Estimated proved plus probable gross (working interest) oil reserves attributable to the Demir Dagh Lower Jurassic Mus and Adaiyah reservoir are nil as at December 31, 2018 versus 3 MMbbl as at December 31, 2017. The downward revision reflects the reclassification of reserves to contingent resources as Oryx Petroleum currently has no plans to further develop the Demir Dagh Jurassic reservoir.
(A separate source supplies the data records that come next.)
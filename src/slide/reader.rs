//! Format-agnostic slide access.
//!
//! The masking pipeline only needs the level catalog, the slide identity and
//! "read this whole level as pixels"; [`SlideSource`] is that seam.

use async_trait::async_trait;
use image::RgbImage;

use crate::error::SlideError;

use super::catalog::{LevelDescriptor, SlideInfo};

/// An opened multi-resolution slide.
#[async_trait]
pub trait SlideSource: Send + Sync {
    /// Identity of the slide.
    fn info(&self) -> &SlideInfo;

    /// Level catalog, level 0 first.
    fn levels(&self) -> &[LevelDescriptor];

    fn level_count(&self) -> usize {
        self.levels().len()
    }

    fn level_descriptor(&self, index: usize) -> Option<LevelDescriptor> {
        self.levels().get(index).copied()
    }

    /// Read a full level into an RGB pixel buffer of the level's dimensions.
    async fn read_level(&self, index: usize) -> Result<RgbImage, SlideError>;
}

/// Slide held entirely in memory, one buffer per level.
///
/// Used when levels are produced by another stage, and by tests.
#[derive(Debug, Clone)]
pub struct InMemorySlide {
    info: SlideInfo,
    levels: Vec<LevelDescriptor>,
    pixels: Vec<RgbImage>,
}

impl InMemorySlide {
    /// Build a slide from level buffers ordered from largest to smallest.
    pub fn new(path: impl AsRef<std::path::Path>, pixels: Vec<RgbImage>) -> Self {
        let dims: Vec<(u32, u32)> = pixels.iter().map(|p| p.dimensions()).collect();
        let levels = LevelDescriptor::from_dimensions(&dims);
        let info = SlideInfo::new(path.as_ref(), "memory", &levels);

        Self {
            info,
            levels,
            pixels,
        }
    }
}

#[async_trait]
impl SlideSource for InMemorySlide {
    fn info(&self) -> &SlideInfo {
        &self.info
    }

    fn levels(&self) -> &[LevelDescriptor] {
        &self.levels
    }

    async fn read_level(&self, index: usize) -> Result<RgbImage, SlideError> {
        self.pixels
            .get(index)
            .cloned()
            .ok_or(SlideError::LevelOutOfRange {
                level: index,
                count: self.pixels.len(),
            })
    }
}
Estimated contingent oil resources volumes attributable to the Lower Jurassic Mus and Adaiyah reservoirs have increased to 38 million barrels versus nil at December 31, 2017 due to their reclassification from reserves to contingent resources and the shift from an economic evaluation accounting for concessions to a volumetric analysis. Estimates are based on the drilling results and post drilling analysis of the Demir Dagh-2 and Demir Dagh-3 wells that tested the Jurassic intervals and the well performance data of the Demir Dagh-3 well. The Demir Dagh-3 well was completed in the Jurassic reservoir in early 2016 and ceased production in late 2016 due to an abrupt increase in the water-oil ratio. Estimated contingent oil resources volumes in the Lower Jurassic Butmah reservoir, the Lower Jurassic Naokelekan and Sargelu reservoirs, and the Tertiary Pila Spi reservoir remain unchanged versus December 31, 2017 as no new data has been collected from such reservoirs in 2018.
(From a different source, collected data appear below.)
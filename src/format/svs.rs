//! Aperio SVS metadata.
//!
//! SVS files store scanner metadata in the first ImageDescription as a
//! pipe-separated string:
//!
//! ```text
//! Aperio Image Library v12.0.15
//! 46000x32914 [0,100 46000x32814] (256x256) JPEG/RGB Q=70|AppMag = 20|MPP = 0.4990
//! ```

use std::collections::BTreeMap;

use serde::Serialize;

/// Parsed SVS ImageDescription.
#[derive(Debug, Clone, Default, PartialEq, Serialize)]
pub struct SvsMetadata {
    /// Microns per pixel at level 0
    pub mpp: Option<f64>,

    /// Objective magnification
    pub magnification: Option<f64>,

    pub vendor: Option<String>,

    /// Every `key = value` pair in the description
    pub properties: BTreeMap<String, String>,
}

impl SvsMetadata {
    pub fn parse(description: &str) -> Self {
        let mut metadata = SvsMetadata {
            vendor: description
                .contains("Aperio")
                .then(|| "Aperio".to_string()),
            ..Default::default()
        };

        for part in description.split('|') {
            let Some((key, value)) = part.split_once('=') else {
                continue;
            };
            let (key, value) = (key.trim(), value.trim());

            match key {
                "MPP" => metadata.mpp = value.parse().ok(),
                "AppMag" => metadata.magnification = value.parse().ok(),
                _ => {}
            }
            metadata
                .properties
                .insert(key.to_string(), value.to_string());
        }

        metadata
    }
}

#[cfg(test)]
mod tests {
    use super::*;

    #[test]
    fn test_parse_aperio_description() {
        let description = "Aperio Image Library v12.0.15\n\
            46000x32914 [0,100 46000x32814] (256x256) JPEG/RGB Q=70|AppMag = 20|MPP = 0.4990|Filename = slide";

        let metadata = SvsMetadata::parse(description);
        assert_eq!(metadata.vendor.as_deref(), Some("Aperio"));
        assert_eq!(metadata.mpp, Some(0.499));
        assert_eq!(metadata.magnification, Some(20.0));
        assert_eq!(metadata.properties.get("Filename").map(String::as_str), Some("slide"));
    }

    #[test]
    fn test_parse_without_properties() {
        let metadata = SvsMetadata::parse("plain tiff");
        assert_eq!(metadata, SvsMetadata::default());
    }

    #[test]
    fn test_parse_ignores_bad_numbers() {
        let metadata = SvsMetadata::parse("Aperio|MPP = abc|AppMag = 40");
        assert_eq!(metadata.mpp, None);
        assert_eq!(metadata.magnification, Some(40.0));
    }
}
NSAI assigns a 75% chance of development for the Lower Jurassic Mus and Adaiyah reservoirs, the Lower Jurassic Butmah reservoir, and the Lower Jurassic Naokelekan and Sargelu reservoirs at the Demir Dagh field. NSAI assigns a 75% chance of development for the Tertiary Pila Spi reservoir, versus a 50% chance of development in the 2017 NSAI Report reflecting the successful appraisal drilling of the Tertiary reservoir at the Banan field. These resources are classified by NSAI as "development unclarified".
Zey Gawra
Best estimate proved plus probable oil reserves attributable to the Zey Gawra Cretaceous reservoir decreased to 14 MMbbl as at December 31, 2018 versus 22 MMbbl as at December 31, 2017. Estimates are based on:
- available logging data from the ZAB-1 well drilled in the 1990s and re-entered in 2003 and 2016;
- drilling, logging and testing data from the Zey Gawra-1 discovery well drilled in 2013;
- testing and production data from the Zey Gawra-1 sidetrack well successfully completed in late 2016; and
- logging results and production data from the ZAB-1 sidetrack well completed in 2017 and the Zey Gawra-2, Zey Gawra-3 and Zey Gawra-4 wells completed in 2018.
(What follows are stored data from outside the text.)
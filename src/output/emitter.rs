use std::path::Path;

use image::RgbImage;
use tracing::info;

use crate::error::OutputError;
use crate::mask::BinaryMask;
use crate::pipeline::{OutputCompression, RunRecord};

/// Sink for everything a run persists.
///
/// The pipeline computes results first and hands them to an emitter; a
/// dry run swaps in [`DryRunEmitter`] and touches nothing on disk.
pub trait Emitter: Send + Sync {
    /// Whether [`Emitter::write_pyramid`] can store several pages in one file.
    fn supports_pyramid(&self) -> bool;

    /// Write one level as a single-page image.
    fn write_level(
        &self,
        path: &Path,
        image: &RgbImage,
        compression: OutputCompression,
    ) -> Result<(), OutputError>;

    /// Write several levels as pages of one TIFF, in the given order.
    fn write_pyramid(
        &self,
        path: &Path,
        pages: &[&RgbImage],
        compression: OutputCompression,
    ) -> Result<(), OutputError>;

    /// Write the mask as a black-on-white PNG.
    fn write_mask(&self, path: &Path, mask: &BinaryMask) -> Result<(), OutputError>;

    /// Write the run record as pretty-printed JSON.
    fn write_metadata(&self, path: &Path, record: &RunRecord) -> Result<(), OutputError>;
}

/// Emitter that only logs what would be written.
#[derive(Debug, Clone, Copy, Default)]
pub struct DryRunEmitter;

impl Emitter for DryRunEmitter {
    fn supports_pyramid(&self) -> bool {
        true
    }

    fn write_level(
        &self,
        path: &Path,
        image: &RgbImage,
        compression: OutputCompression,
    ) -> Result<(), OutputError> {
        info!(
            path = %path.display(),
            width = image.width(),
            height = image.height(),
            compression = compression.as_str(),
            "Dry run: would write level"
        );
        Ok(())
    }

    fn write_pyramid(
        &self,
        path: &Path,
        pages: &[&RgbImage],
        compression: OutputCompression,
    ) -> Result<(), OutputError> {
        info!(
            path = %path.display(),
            pages = pages.len(),
            compression = compression.as_str(),
            "Dry run: would write pyramid"
        );
        Ok(())
    }

    fn write_mask(&self, path: &Path, mask: &BinaryMask) -> Result<(), OutputError> {
        info!(
            path = %path.display(),
            width = mask.width(),
            height = mask.height(),
            "Dry run: would write mask"
        );
        Ok(())
    }

    fn write_metadata(&self, path: &Path, record: &RunRecord) -> Result<(), OutputError> {
        info!(
            path = %path.display(),
            levels = record.levels.len(),
            "Dry run: would write metadata"
        );
        Ok(())
    }
}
The decrease in reserves is based primarily on an interpretation of available data that indicates that the reservoir is more compartmentalised than the interpretation at 2017 year end. The compartmentalisation has resulted in a lower estimate of original oil in place and recoverable reserves. The development plan has also been adjusted to reflect lower maximum production rates and lower estimated ultimate recovery per well based on production history.
Best estimate (2C) unrisked gross (working interest) contingent oil resources attributable to the Zey Gawra Tertiary reservoir are 7 MMbbl as at December 31, 2018 unchanged versus December 31, 2017. NSAI assigns a 75% chance of development for the Tertiary reservoir contingent oil resources at the Zey Gawra field unchanged versus the 2017 NSAI Report resulting in a risked estimate of 6 MMbbl. These resources are classified by NSAI as "development pending".
Banan (East and West)
Estimated volumes attributable to the Banan Cretaceous reservoir were based on:
- data collected during the drilling and testing of the Banan-1 ("BAN-1") exploration well in early 2014 and during the drilling of the Banan-2 ("BAN-2") appraisal well later in 2014;
- logging and production data from the BAN-2 well that was completed in 2018;
- acquisition and initial processing of 3D seismic data covering the portion of the Banan structure east of the Zab river;
- drilling results, well performance and data accumulated from the Cretaceous reservoir at the Demir Dagh field; and
- recognition that the development plan will consist of horizontal wellbores rather than vertical wellbores.
The interpretation of data accumulated to date is that the Banan field is two fields (Banan East and Banan West) separated by a north-south fault, roughly along the line of the Zab river.
Estimated proved plus probable gross (working interest) oil reserves attributable to the Banan East Cretaceous reservoir are 22 MMbbl as at December 31, 2018 versus 23 MMbbl as at December 31, 2017. The modest downward revision reflects the impact of a reduced number of development wells, production in 2018, and a revised production profile with some previously estimated volumes no longer commercially recoverable during the life of the production sharing contract.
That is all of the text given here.